Dissertons point par point pour donner la sensation que je sais ce que je fais en matière de “critique” de jeu vidéo et que je ne suis pas juste en slip dans ma chambre sous 33 degrés en train de fracasser mon clavier alors que je viens de finir la trame principale. Tout le monde semblait porter aux nues le scénario de ce Clair Obscur, qui repose effectivement sur une idée “punchline”, qui saisit l’attention en une phrase et qui a un petit côté poético-mélancolique bien franchouillard qu’on pourrait imaginer trouvable dans un sonnet de Prévert ou Cocteau. Mais personnellement, je commence à avoir la dent très dure, et je ne supporte plus de consommer des œuvres de “divertissement”, qui ne vont pas m’apporter de réflexions particulières, philosophiques, politiques ou juste culturelles. C’est pour ça que la “fantaisie” pur jus me débecte souvent au plus haut point. Je m’en fous de la magie, je m’en fous des monstres et du souffle de l’aventure si le fantasque de cet univers ne me met pas dans un cadre qui invite à des réflexions et des émotions qui appellent au réel.
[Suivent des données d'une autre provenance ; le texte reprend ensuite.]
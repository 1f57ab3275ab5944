//! Wire types for the key and custody endpoints.

use serde::{Deserialize, Serialize};

/// Body of `GET auth/public-key`.
#[derive(Clone, Debug, PartialEq, Eq, Serialize, Deserialize)]
#[serde(rename_all = "camelCase")]
pub struct PublicKeyResponse {
    /// SPKI PEM of the server's current ephemeral RSA key.
    pub public_key: String,
    pub version: u64,
}

/// Body returned by the custody unwrap endpoint.
#[derive(Clone, Debug, Deserialize)]
pub(crate) struct CustodyUnwrapResponse {
    /// Base64 plaintext.
    pub secret: String,
}
//! Wrap/unwrap error types.
//!
//! Every failure is local to one secret's wrap or unwrap attempt and carries
//! enough context for the caller to decide the next UI action.

use crate::envelope::DecryptionMethod;
use crate::material::MaterialKind;
use std::fmt;
use thiserror::Error;

/// Result type for client operations.
pub type VaultResult<T> = Result<T, VaultError>;

/// Errors that can occur while wrapping or resolving secrets.
#[derive(Debug, Error)]
pub enum VaultError {
    /// Fetching or importing the ephemeral public key failed.
    #[error("ephemeral key fetch failed: {0}")]
    KeyFetch(String),

    #[error("encryption failed: {0}")]
    Encryption(EncryptionFailure),

    /// None of the offered envelopes can be opened with the material at hand.
    #[error("no viable decryption method: {}", describe_blocked(.candidates))]
    NoViableDecryptionMethod { candidates: Vec<BlockedCandidate> },

    /// The chosen method's primitive rejected the ciphertext or key.
    #[error("decryption failed via {method}: {reason}")]
    DecryptionFailed {
        method: DecryptionMethod,
        reason: String,
    },

    #[error("malformed envelope: {0}")]
    Envelope(String),

    #[error("invalid wrapped token: {0}")]
    InvalidToken(String),

    #[error("server custody unavailable: {0}")]
    Custody(String),

    #[error("invalid configuration: {0}")]
    Config(String),
}

impl VaultError {
    /// Whether repeating the same call unchanged may succeed.
    pub fn is_retryable(&self) -> bool {
        matches!(self, Self::KeyFetch(_) | Self::Custody(_))
    }
}

/// Why a wrap could not be produced.
#[derive(Clone, Debug, PartialEq, Eq, Error)]
pub enum EncryptionFailure {
    #[error("secret of {size} bytes exceeds wrap ceiling of {max} bytes")]
    PayloadTooLarge { size: usize, max: usize },

    #[error("{0}")]
    Primitive(String),
}

/// An envelope that could not be attempted, and what would unblock it.
#[derive(Clone, Debug, PartialEq, Eq)]
pub struct BlockedCandidate {
    /// Position of the envelope in the set handed to the resolver.
    pub index: usize,
    pub method: DecryptionMethod,
    pub missing: Vec<MaterialKind>,
}

impl fmt::Display for BlockedCandidate {
    fn fmt(&self, f: &mut fmt::Formatter<'_>) -> fmt::Result {
        write!(f, "#{} {} needs ", self.index, self.method)?;
        for (i, kind) in self.missing.iter().enumerate() {
            if i > 0 {
                f.write_str(" + ")?;
            }
            write!(f, "{kind}")?;
        }
        Ok(())
    }
}

fn describe_blocked(candidates: &[BlockedCandidate]) -> String {
    if candidates.is_empty() {
        return "no envelopes offered".to_string();
    }
    candidates
        .iter()
        .map(ToString::to_string)
        .collect::<Vec<_>>()
        .join("; ")
}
Ce que j’attend de l’art n’est pas d’oublier ma mortalité mais plutôt d’enrichir ma vitalité. Et j’avoue que le scénario du jeu, au final… Depuis l’introduction jusqu’au dizaines de minutes de cinématiques d’exposition finales, n’a jamais réussi à me passionner plus que ça… Je n’ai pas réussi à m’attacher à ces personnages développés uniquement sur de rachitiques séquences de discussion relationnelles autour du feu, et le coeur de la trame principale dont le twist final est identique à celui de Dessine ton aventure sur DS (je le dis comme ça pour éviter le double spoil), je n’en ai rien à carrer mais d’une force des histoires de ce type. Ca n’apportera rien à mon existence, j’aurais probablement oublié le destin de ces personnages virtuels dans quelques jours (c’est quasiment raccord avec l’histoire du jeu). L’intérêt pour le public (notamment international) viendra sûrement de la douce ambiance “française” dans laquelle Sandfall a décidé de placer son action.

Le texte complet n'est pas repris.